[Start of section]

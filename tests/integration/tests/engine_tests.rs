//! End-to-end tests for the attendance engine
//!
//! Drives the full service stack (registry, archive, aggregation,
//! quota) over an in-process document store. No external processes
//! are required.
//!
//! Run with: cargo test -p integration-tests --test engine_tests

use integration_tests::{
    member_named, member_request, officer_named, session_request, session_titled, test_context,
};
use rollcall_core::{ArchiveEntry, AttendanceStatus, DayKey, DocumentId, StatusTally};
use rollcall_service::{AggregationService, ArchiveService, QuotaService, RegistryService};

// ============================================================================
// Roster Tests
// ============================================================================

#[tokio::test]
async fn test_register_and_list_members() {
    let ctx = test_context();
    let registry = RegistryService::new(&ctx);

    registry
        .add_member(member_named("citra lestari", AttendanceStatus::Present))
        .await
        .unwrap();
    registry
        .add_member(officer_named("andi wijaya", "ketua"))
        .await
        .unwrap();

    let members = registry.list_members().await.unwrap();
    assert_eq!(members.len(), 2);

    // Name-sorted, title-cased
    assert_eq!(members[0].name, "Andi Wijaya");
    assert_eq!(members[0].category.as_deref(), Some("Ketua"));
    assert_eq!(members[1].name, "Citra Lestari");
    assert!(members[1].category.is_none());
}

#[tokio::test]
async fn test_duplicate_name_detected_across_spelling() {
    let ctx = test_context();
    let registry = RegistryService::new(&ctx);

    registry
        .add_member(member_named("Budi Santoso", AttendanceStatus::Present))
        .await
        .unwrap();

    for spelling in ["budi santoso", "BUDI SANTOSO", "  budi   Santoso "] {
        let err = registry
            .add_member(member_named(spelling, AttendanceStatus::Present))
            .await
            .unwrap_err();
        let domain = err.as_domain().unwrap();
        assert!(domain.is_duplicate(), "spelling {spelling:?} should collide");
    }

    assert_eq!(registry.list_members().await.unwrap().len(), 1);
}

#[tokio::test]
async fn test_removed_member_frees_name() {
    let ctx = test_context();
    let registry = RegistryService::new(&ctx);

    let member = registry
        .add_member(member_named("Dewi Anggraini", AttendanceStatus::Present))
        .await
        .unwrap();
    registry.remove_member(member.id).await.unwrap();

    let again = registry
        .add_member(member_named("dewi ANGGRAINI", AttendanceStatus::Present))
        .await
        .unwrap();
    assert_ne!(again.id, member.id);
}

#[tokio::test]
async fn test_roster_watch_tracks_changes() {
    let ctx = test_context();
    let registry = RegistryService::new(&ctx);

    let mut watch = registry.watch_members().await.unwrap();
    assert!(watch.current().is_empty());

    let member = registry.add_member(member_request()).await.unwrap();
    assert_eq!(watch.next().await.unwrap().len(), 1);

    registry.remove_member(member.id).await.unwrap();
    assert!(watch.next().await.unwrap().is_empty());
}

// ============================================================================
// Archival Tests
// ============================================================================

#[tokio::test]
async fn test_archive_freezes_full_roster() {
    let ctx = test_context();
    let registry = RegistryService::new(&ctx);
    let archive = ArchiveService::new(&ctx);

    registry
        .add_member(member_named("Andi", AttendanceStatus::Present))
        .await
        .unwrap();
    registry
        .add_member(member_named("Budi", AttendanceStatus::Excused))
        .await
        .unwrap();
    registry
        .add_member(officer_named("Citra", "Sekretaris"))
        .await
        .unwrap();

    let entry = archive
        .archive_session(session_titled("rapat BULANAN", "2025-06-01"))
        .await
        .unwrap();
    assert_eq!(entry.title, "Rapat Bulanan");
    assert_eq!(entry.day_key, DayKey::parse("2025-06-01").unwrap());

    let snapshots = archive.snapshots(entry.id).await.unwrap();
    assert_eq!(snapshots.len(), 3);

    let budi = snapshots.iter().find(|s| s.name == "Budi").unwrap();
    assert_eq!(budi.status, AttendanceStatus::Excused);
    let citra = snapshots.iter().find(|s| s.name == "Citra").unwrap();
    assert_eq!(citra.category.as_deref(), Some("Sekretaris"));
}

#[tokio::test]
async fn test_archive_requires_nonempty_roster() {
    let ctx = test_context();
    let archive = ArchiveService::new(&ctx);

    let err = archive
        .archive_session(session_request("2025-06-01"))
        .await
        .unwrap_err();
    assert_eq!(err.error_code(), "VALIDATION_ERROR");
    assert!(archive.list_archives().await.unwrap().is_empty());
}

#[tokio::test]
async fn test_snapshots_survive_roster_changes() {
    let ctx = test_context();
    let registry = RegistryService::new(&ctx);
    let archive = ArchiveService::new(&ctx);

    let member = registry
        .add_member(member_named("Eko Prasetyo", AttendanceStatus::Sick))
        .await
        .unwrap();
    let entry = archive
        .archive_session(session_request("2025-06-01"))
        .await
        .unwrap();

    // Deleting the member afterwards must not touch the frozen copy
    registry.remove_member(member.id).await.unwrap();

    let snapshots = archive.snapshots(entry.id).await.unwrap();
    assert_eq!(snapshots.len(), 1);
    assert_eq!(snapshots[0].name, "Eko Prasetyo");
    assert_eq!(snapshots[0].status, AttendanceStatus::Sick);
    // Correlation key still points at the removed member
    assert_eq!(snapshots[0].id, member.id);
}

#[tokio::test]
async fn test_archive_listing_is_newest_first() {
    let ctx = test_context();
    let registry = RegistryService::new(&ctx);
    let archive = ArchiveService::new(&ctx);

    registry.add_member(member_request()).await.unwrap();

    let first = archive
        .archive_session(session_titled("Pertama", "2025-06-01"))
        .await
        .unwrap();
    let second = archive
        .archive_session(session_titled("Kedua", "2025-06-01"))
        .await
        .unwrap();
    let third = archive
        .archive_session(session_titled("Ketiga", "2025-06-02"))
        .await
        .unwrap();

    let ids: Vec<_> = archive
        .list_archives()
        .await
        .unwrap()
        .iter()
        .map(|e| e.id)
        .collect();
    assert_eq!(ids, vec![third.id, second.id, first.id]);
    assert_eq!(archive.latest().await.unwrap().unwrap().id, third.id);
}

// ============================================================================
// Quota Tests
// ============================================================================

#[tokio::test]
async fn test_daily_quota_enforced_per_day() {
    let ctx = test_context();
    let registry = RegistryService::new(&ctx);
    let archive = ArchiveService::new(&ctx);
    let quota = QuotaService::new(&ctx);

    registry.add_member(member_request()).await.unwrap();

    let day = DayKey::parse("2025-06-01").unwrap();
    for _ in 0..ArchiveEntry::DAILY_LIMIT {
        archive
            .archive_session(session_request("2025-06-01"))
            .await
            .unwrap();
    }
    assert_eq!(quota.remaining(&day).await.unwrap(), 0);

    let err = archive
        .archive_session(session_request("2025-06-01"))
        .await
        .unwrap_err();
    let domain = err.as_domain().unwrap();
    assert!(domain.is_quota_exceeded());
    assert_eq!(domain.remaining(), Some(0));

    // The same roster archives fine on another day
    archive
        .archive_session(session_request("2025-06-02"))
        .await
        .unwrap();
}

#[tokio::test]
async fn test_deleting_entry_restores_quota() {
    let ctx = test_context();
    let registry = RegistryService::new(&ctx);
    let archive = ArchiveService::new(&ctx);
    let quota = QuotaService::new(&ctx);

    registry.add_member(member_request()).await.unwrap();

    let day = DayKey::parse("2025-06-01").unwrap();
    let first = archive
        .archive_session(session_request("2025-06-01"))
        .await
        .unwrap();
    archive
        .archive_session(session_request("2025-06-01"))
        .await
        .unwrap();
    assert_eq!(quota.count_archived_on(&day).await.unwrap(), 2);

    archive.delete_archive(first.id).await.unwrap();
    assert_eq!(quota.count_archived_on(&day).await.unwrap(), 1);

    // Freed capacity is immediately usable
    archive
        .archive_session(session_request("2025-06-01"))
        .await
        .unwrap();
}

// ============================================================================
// Cascading Delete Tests
// ============================================================================

#[tokio::test]
async fn test_delete_archive_cascades() {
    let ctx = test_context();
    let registry = RegistryService::new(&ctx);
    let archive = ArchiveService::new(&ctx);

    for _ in 0..3 {
        registry.add_member(member_request()).await.unwrap();
    }
    let entry = archive
        .archive_session(session_request("2025-06-01"))
        .await
        .unwrap();
    assert_eq!(archive.snapshots(entry.id).await.unwrap().len(), 3);

    archive.delete_archive(entry.id).await.unwrap();

    assert!(archive.get_archive(entry.id).await.unwrap().is_none());
    assert!(archive.snapshots(entry.id).await.unwrap().is_empty());

    // Repeat delete and unknown-id delete are both fine
    archive.delete_archive(entry.id).await.unwrap();
    archive.delete_archive(DocumentId::new()).await.unwrap();
}

// ============================================================================
// Aggregation Tests
// ============================================================================

#[tokio::test]
async fn test_tally_counts_per_status() {
    let ctx = test_context();
    let registry = RegistryService::new(&ctx);
    let archive = ArchiveService::new(&ctx);
    let aggregation = AggregationService::new(&ctx);

    registry
        .add_member(member_named("Andi", AttendanceStatus::Present))
        .await
        .unwrap();
    registry
        .add_member(member_named("Budi", AttendanceStatus::Present))
        .await
        .unwrap();
    registry
        .add_member(member_named("Citra", AttendanceStatus::Sick))
        .await
        .unwrap();
    registry
        .add_member(member_named("Dewi", AttendanceStatus::Unexcused))
        .await
        .unwrap();

    let entry = archive
        .archive_session(session_request("2025-06-01"))
        .await
        .unwrap();

    let tally = aggregation.tally_for(entry.id).await.unwrap();
    assert_eq!(
        tally,
        StatusTally {
            present: 2,
            excused: 0,
            sick: 1,
            unexcused: 1,
        }
    );
    assert_eq!(tally.total(), 4);
}

#[tokio::test]
async fn test_tally_watch_follows_cascade() {
    let ctx = test_context();
    let registry = RegistryService::new(&ctx);
    let archive = ArchiveService::new(&ctx);
    let aggregation = AggregationService::new(&ctx);

    registry
        .add_member(member_named("Andi", AttendanceStatus::Present))
        .await
        .unwrap();
    registry
        .add_member(member_named("Budi", AttendanceStatus::Excused))
        .await
        .unwrap();

    let entry = archive
        .archive_session(session_request("2025-06-01"))
        .await
        .unwrap();

    let mut tally_watch = aggregation.watch_tally(entry.id).await.unwrap();
    assert_eq!(tally_watch.current().total(), 2);

    archive.delete_archive(entry.id).await.unwrap();

    // The cascade empties the snapshot set; the tally follows
    let mut latest = tally_watch.current();
    while latest.total() != 0 {
        latest = tally_watch.next().await.unwrap();
    }
    assert_eq!(latest, StatusTally::default());
}

// ============================================================================
// Legacy Alias Tests
// ============================================================================

#[tokio::test]
async fn test_legacy_status_labels_normalize() {
    let ctx = test_context();
    let registry = RegistryService::new(&ctx);
    let archive = ArchiveService::new(&ctx);
    let aggregation = AggregationService::new(&ctx);

    // Requests as an old client would send them
    for (name, raw) in [
        ("Andi", "Hadir"),
        ("Budi", "Izin"),
        ("Citra", "Sakit"),
        ("Dewi", "Alpha"),
        ("Eko", "Tanpa Keterangan"),
    ] {
        let request = serde_json::from_value(serde_json::json!({
            "name": name,
            "default_status": raw,
        }))
        .unwrap();
        registry.add_member(request).await.unwrap();
    }

    let entry = archive
        .archive_session(session_request("2025-06-01"))
        .await
        .unwrap();

    let tally = aggregation.tally_for(entry.id).await.unwrap();
    assert_eq!(
        tally,
        StatusTally {
            present: 1,
            excused: 1,
            sick: 1,
            unexcused: 2,
        }
    );
}

// ============================================================================
// Subscription Tests
// ============================================================================

#[tokio::test]
async fn test_archive_watch_sees_create_and_delete() {
    let ctx = test_context();
    let registry = RegistryService::new(&ctx);
    let archive = ArchiveService::new(&ctx);

    registry.add_member(member_request()).await.unwrap();

    let mut watch = archive.watch_archives().await.unwrap();
    assert!(watch.current().is_empty());

    let entry = archive
        .archive_session(session_titled("Rapat", "2025-06-01"))
        .await
        .unwrap();
    let entries = watch.next().await.unwrap();
    assert_eq!(entries.len(), 1);
    assert_eq!(entries[0].title, "Rapat");

    archive.delete_archive(entry.id).await.unwrap();
    let mut entries = watch.current();
    while !entries.is_empty() {
        entries = watch.next().await.unwrap();
    }
}

#[tokio::test]
async fn test_snapshot_watch_is_scoped_to_entry() {
    let ctx = test_context();
    let registry = RegistryService::new(&ctx);
    let archive = ArchiveService::new(&ctx);

    registry.add_member(member_request()).await.unwrap();

    let first = archive
        .archive_session(session_request("2025-06-01"))
        .await
        .unwrap();
    let mut watch = archive.watch_snapshots(first.id).await.unwrap();
    assert_eq!(watch.current().len(), 1);

    // Archiving another session must not disturb the first entry's watch
    archive
        .archive_session(session_request("2025-06-01"))
        .await
        .unwrap();
    assert!(!watch.has_changed().unwrap());
}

[End of section]

> [Aim of the exercise]:
Could you return all lines from the data above that contain the string "domain"?

> [Problem solution]:
        let domain = err.as_domain().unwrap();
        assert!(domain.is_duplicate(), "spelling {spelling:?} should collide");
    let domain = err.as_domain().unwrap();
    assert!(domain.is_quota_exceeded());
    assert_eq!(domain.remaining(), Some(0));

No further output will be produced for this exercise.